Netanjahu: Justizreform wird ausgesetzt

Mehrmals verschiebt sich Netanjahus mit Spannung erwartete Erklärung zur Justizreform. Erst am Abend tritt er vor die Kamera – und verkündet die vorläufige Einstellung des Gesetzgebungsverfahrens.
Von Israelnetz

JERUSALEM (inn) – In der Wintersitzungsperiode, die diese Woche endet, gibt es in der Knesset keine weiteren Abstimmungen über die umstrittene Justizreform. Das teilte Regierungschef Benjamin Netanjahu (Likud) am Montagabend mit. Seine offizielle Erklärung hatte er zunächst für 10 Uhr Ortszeit angekündigt, aber im Laufe des Tages immer wieder verschoben. Letztlich trat er kurz nach 20 Uhr vor die Kameras – sichtlich erschöpft und niedergeschlagen.

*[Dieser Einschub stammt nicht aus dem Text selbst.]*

//! Playback engine
//!
//! A single scheduler task owns the reading session and the library store.
//! Control surfaces submit `ReaderCommand`s over a queue; timed word-reveal
//! signals go out through the broadcaster. Single ownership means two
//! concurrent start requests cannot double-drive the word index.

pub mod orp;
pub mod session;
pub mod task;

pub use session::{PlaybackPhase, ReadingSession, SessionSnapshot};
pub use task::{ReaderCommand, SavedText, SessionTask};
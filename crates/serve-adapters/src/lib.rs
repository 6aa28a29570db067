//! Infrastructure adapters for Serve.
//!
//! This crate implements the ports defined in `serve-core::application::ports`.
//! It contains all external dependencies and I/O operations.

pub mod filesystem;
pub mod installer;
pub mod template_store;
pub mod vcs;

// Re-export commonly used adapters
pub use filesystem::{LocalFilesystem, MemoryFilesystem};
pub use installer::{CommandInstaller, DEFAULT_INSTALLER};
pub use template_store::{BuiltinTemplateStore, DirectoryTemplateStore};
pub use vcs::{GitConfigReader, StaticConfigReader};
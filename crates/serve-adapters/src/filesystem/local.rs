//! Local filesystem adapter using std::fs.

use std::fs::{self, OpenOptions};
use std::io;
use std::path::{Path, PathBuf};

use serve_core::{
    application::{ApplicationError, ports::Filesystem},
    error::{ServeError, ServeResult},
};

/// Production filesystem implementation using `std::fs`.
///
/// Relative paths resolve against the process working directory, or against
/// `root` when the adapter was built with [`LocalFilesystem::rooted_at`].
#[derive(Debug, Clone, Default)]
pub struct LocalFilesystem {
    root: Option<PathBuf>,
}

impl LocalFilesystem {
    /// Create a new local filesystem adapter.
    pub fn new() -> Self {
        Self { root: None }
    }

    /// Resolve relative paths under `root` instead of the process CWD.
    pub fn rooted_at(root: impl Into<PathBuf>) -> Self {
        Self {
            root: Some(root.into()),
        }
    }

    fn resolve(&self, path: &Path) -> PathBuf {
        match &self.root {
            Some(root) => root.join(path),
            None => path.to_path_buf(),
        }
    }
}

impl Filesystem for LocalFilesystem {
    fn exists(&self, path: &Path) -> bool {
        self.resolve(path).exists()
    }

    fn is_dir(&self, path: &Path) -> bool {
        self.resolve(path).is_dir()
    }

    fn create_dir_all(&self, path: &Path) -> ServeResult<()> {
        fs::create_dir_all(self.resolve(path)).map_err(|e| map_io_error(path, e, "create directory"))
    }

    fn write_file(&self, path: &Path, content: &str) -> ServeResult<()> {
        fs::write(self.resolve(path), content).map_err(|e| map_io_error(path, e, "write file"))
    }

    fn touch(&self, path: &Path) -> ServeResult<()> {
        OpenOptions::new()
            .create(true)
            .append(true)
            .open(self.resolve(path))
            .map(drop)
            .map_err(|e| map_io_error(path, e, "touch file"))
    }

    fn rename(&self, from: &Path, to: &Path) -> ServeResult<()> {
        fs::rename(self.resolve(from), self.resolve(to))
            .map_err(|e| map_io_error(from, e, &format!("move to {}", to.display())))
    }
}

fn map_io_error(path: &Path, e: io::Error, operation: &str) -> ServeError {
    ApplicationError::FilesystemError {
        path: path.to_path_buf(),
        reason: format!("Failed to {}: {}", operation, e),
    }
    .into()
}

Während vor der Knesset etwa 100.000 und im gesamten Land viele weitere Israelis demonstrierten und ein spontaner Generalstreik das Land lähmte, begann Netanjahu seine Ansprache mit einer biblischen Geschichte: Er brachte das Salomonische Urteil ins Spiel.

Das Salomonische Urteil

In 1. Könige 3,16–28 berichtet die Bibel von der sprichwörtlichen Weisheit des Königs Salomo: Zwei Prostituierte erzählen ihm, dass eine von ihnen ihren Sohn im Schlaf erdrückt habe. Sie streiten darüber, wer die Mutter des lebendigen Kindes sei. Salomo schlägt vor, dieses Kind mit dem Schwert zu teilen, damit jede Mutter einen Teil hat. Eine Frau stimmt zu, die andere protestiert und sagt, lieber solle ihre Kontrahentin das lebendige Kind behalten. Dadurch erkennt Salomo, wer die Mutter ist.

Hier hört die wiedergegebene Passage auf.